Infliction of physical pain, non-consensual touch, slopping out, subjection to loud noise, social isolation – these are all experiences within penal settings of subjection to, or deprivation of, certain sensations, smells and sounds which are deeply relevant for understanding the nature of dignity violations. From our perspective as researchers analysing the interpretation of the right not to be subjected to torture, inhuman or degrading treatment or punishment, in particular in European human rights law, we reflect on how a human rights lens has potential to illuminate why those involved in the governance and/or oversight of penal institutions should be concerned with the sensory. At the same time, we reflect on what those of us engaged in illuminating and concretising human rights can learn from bringing the sensory into focus; on how it can deepen our understanding of what is actually going on at the level of individual experience, and in turn shape our understanding of what falls within the purview of a legal norm such as the right not to be subjected to torture or inhuman or degrading treatment or punishment.

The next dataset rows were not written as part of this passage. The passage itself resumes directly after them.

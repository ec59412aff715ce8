//! NimBLE radio driver (ESP32).
//!
//! Registers the provisioning service with the NimBLE host and turns its
//! callbacks into [`RadioEvent`]s. Backing values for readable characteristics
//! live in a cache that the `on_read` callbacks serve from, so the event
//! handler never has to lock a NimBLE characteristic from inside a callback.
//!
//! # Security Considerations
//!
//! Credentials travel as plaintext at the application layer. Provision in a
//! physically controlled environment; pairing/bonding is not enabled.

use super::advertising::{uuid_le_bytes, AdvertisingPayload};
use super::gatt::{
    CharAccess, CharHandle, GattRadio, RadioError, RadioEvent, ServiceDefinition, ServiceHandles,
};
use crate::lock;
use esp32_nimble::utilities::mutex::Mutex as NimbleMutex;
use esp32_nimble::utilities::BleUuid;
use esp32_nimble::{BLECharacteristic, BLEDevice, NimbleProperties};
use log::{debug, warn};
use std::collections::HashMap;
use std::sync::{Arc, Mutex};
use std::time::Duration;

/// Advertising interval unit used by the controller.
const ADV_INTERVAL_UNIT_US: u128 = 625;

type EventSink = Box<dyn FnMut(RadioEvent) + Send>;

/// Routes callback events to the installed sink.
///
/// Events raised before a sink is installed are kept and replayed on install.
#[derive(Default)]
struct Dispatch {
    sink: Option<EventSink>,
    backlog: Vec<RadioEvent>,
}

impl Dispatch {
    fn deliver(&mut self, event: RadioEvent) {
        match self.sink.as_mut() {
            Some(sink) => sink(event),
            None => self.backlog.push(event),
        }
    }
}

/// NimBLE-backed [`GattRadio`].
pub struct NimbleRadio {
    dispatch: Arc<Mutex<Dispatch>>,
    values: Arc<Mutex<HashMap<CharHandle, Vec<u8>>>>,
    notifiers: Mutex<HashMap<CharHandle, Arc<NimbleMutex<BLECharacteristic>>>>,
}

impl NimbleRadio {
    /// Bring up the NimBLE host and hook connection callbacks.
    pub fn new(device_name: &str) -> Result<Self, RadioError> {
        let device = BLEDevice::take();
        BLEDevice::set_device_name(device_name)
            .map_err(|e| RadioError::Unavailable(format!("set device name: {:?}", e)))?;

        let server = device.get_server();
        // Re-advertising is driven by the service handler.
        server.advertise_on_disconnect(false);

        let dispatch = Arc::new(Mutex::new(Dispatch::default()));

        let connect_dispatch = dispatch.clone();
        server.on_connect(move |_server, desc| {
            debug!("NimBLE connect: {:?}", desc.address());
            lock(&connect_dispatch).deliver(RadioEvent::CentralConnect);
        });

        let disconnect_dispatch = dispatch.clone();
        server.on_disconnect(move |_desc, reason| {
            debug!("NimBLE disconnect: {:?}", reason);
            lock(&disconnect_dispatch).deliver(RadioEvent::CentralDisconnect);
        });

        Ok(Self {
            dispatch,
            values: Arc::new(Mutex::new(HashMap::new())),
            notifiers: Mutex::new(HashMap::new()),
        })
    }

    /// Install the event sink, replaying anything that arrived before it.
    pub fn set_event_sink(&self, sink: impl FnMut(RadioEvent) + Send + 'static) {
        let mut dispatch = lock(&self.dispatch);
        let mut sink: EventSink = Box::new(sink);
        for event in dispatch.backlog.drain(..) {
            sink(event);
        }
        dispatch.sink = Some(sink);
    }
}

fn ble_uuid(uuid: &uuid::Uuid) -> BleUuid {
    BleUuid::from_uuid128(uuid_le_bytes(uuid))
}

fn properties(access: CharAccess) -> NimbleProperties {
    let mut props = NimbleProperties::empty();
    if access.read {
        props |= NimbleProperties::READ;
    }
    if access.write {
        props |= NimbleProperties::WRITE;
    }
    if access.notify {
        props |= NimbleProperties::NOTIFY;
    }
    props
}

fn driver_error(e: impl std::fmt::Debug) -> RadioError {
    RadioError::Driver(format!("{:?}", e))
}

impl GattRadio for NimbleRadio {
    fn register_service(&self, service: &ServiceDefinition) -> Result<ServiceHandles, RadioError> {
        let server = BLEDevice::take().get_server();
        let ble_service = server.create_service(ble_uuid(&service.uuid));

        let mut handles = [CharHandle(0); 3];
        for (i, def) in service.characteristics().into_iter().enumerate() {
            let handle = CharHandle(i as u16 + 1);
            let characteristic = ble_service
                .lock()
                .create_characteristic(ble_uuid(&def.uuid), properties(def.access));

            if def.access.read {
                let values = self.values.clone();
                characteristic.lock().on_read(move |attr, _conn| {
                    if let Some(value) = lock(&values).get(&handle) {
                        attr.set_value(value);
                    }
                });
            }

            if def.access.write {
                let dispatch = self.dispatch.clone();
                let capacity = def.capacity;
                characteristic.lock().on_write(move |args| {
                    let data = args.recv_data();
                    let len = data.len().min(capacity);
                    lock(&dispatch).deliver(RadioEvent::Write {
                        handle,
                        data: data[..len].to_vec(),
                    });
                });
            }

            if def.access.notify {
                lock(&self.notifiers).insert(handle, characteristic.clone());
            }

            handles[i] = handle;
        }

        Ok(ServiceHandles {
            network_id: handles[0],
            network_secret: handles[1],
            status: handles[2],
        })
    }

    fn advertise(&self, payload: &AdvertisingPayload, interval: Duration) -> Result<(), RadioError> {
        let units = (interval.as_micros() / ADV_INTERVAL_UNIT_US).min(u128::from(u16::MAX)) as u16;

        let mut advertising = BLEDevice::take().get_advertising().lock();
        if advertising.is_advertising() {
            advertising.stop().map_err(driver_error)?;
        }
        advertising.min_interval(units).max_interval(units);
        advertising
            .set_raw_data(payload.as_bytes())
            .map_err(driver_error)?;
        advertising.start().map_err(driver_error)
    }

    fn gatt_write(&self, handle: CharHandle, value: &[u8]) -> Result<(), RadioError> {
        lock(&self.values).insert(handle, value.to_vec());
        if let Some(characteristic) = lock(&self.notifiers).get(&handle) {
            characteristic.lock().set_value(value);
        }
        Ok(())
    }

    fn gatt_read(&self, handle: CharHandle) -> Result<Vec<u8>, RadioError> {
        lock(&self.values)
            .get(&handle)
            .cloned()
            .ok_or(RadioError::UnknownHandle(handle))
    }

    fn notify(&self, handle: CharHandle) -> Result<(), RadioError> {
        match lock(&self.notifiers).get(&handle) {
            Some(characteristic) => {
                characteristic.lock().notify();
                Ok(())
            }
            None => {
                warn!("Notify on non-notifying characteristic {}", handle);
                Err(RadioError::NotPermitted {
                    handle,
                    op: "notify",
                })
            }
        }
    }
}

The way that individuals experience dignity respect or disrespect is a core concern in the penal context. In human rights doctrine, dignity language is particularly prominent in relation to the experience of prisoners and other detainees, including in immigration detention. The Nelson Mandela Rules, dealing with the treatment of prisoners, state in the very first sentence of the very first rule that “all prisoners shall be treated with the respect due to their inherent dignity and value as human beings.”
This is a powerful, if uncertain, red line. A challenge for working with the dignity idea is that it doesn’t possess a neatly labelled, off-the-shelf meaning in human rights discourse (or any other discourse). International agreements and human rights treaties are not philosophical works; they only try to capture and convey a sense of shared, social values. To understand the substance of dignity from a human rights perspective then, we have to piece together fragments of these shared understandings with the texts, with the pronouncements of monitoring bodies about the circumstances before them, and with theoretical accounts of dignity’s meaning. When we do so, we see patterns and gain insight into connections between sensory experience and dignity, respect and disrespect, as we outline below.
While the idea of dignity may be associated with metaphysical properties, it is a multi-faceted notion and contemporary accounts embrace its richness. It is widely recognised that human dignity is bound up with embodiment, and that dignity violations are socially-embedded experiences. Besides the ways the sensory can play a key role in the distress and harm that certain circumstances can occasion, sensory experience can also form part of actual and symbolic communication of a person’s perceived exclusion from the human community.
The sensory dimensions of physical torture in detention, perhaps the prototypical violation of human dignity, are well documented in testimony and scholarship. One example is Elaine Scarry’s landmark study in the 1980s, The Body in Pain, which connected the wrongness of torture, not only to physical sensation but also to loss of voice; a perverse substitution of ‘voice’ with ‘sound’ (chapter 1). Scarry explains how this perversion becomes a key dimension of the experience, devised to impact not only the person subjected to torture but also those subjected to hearing it.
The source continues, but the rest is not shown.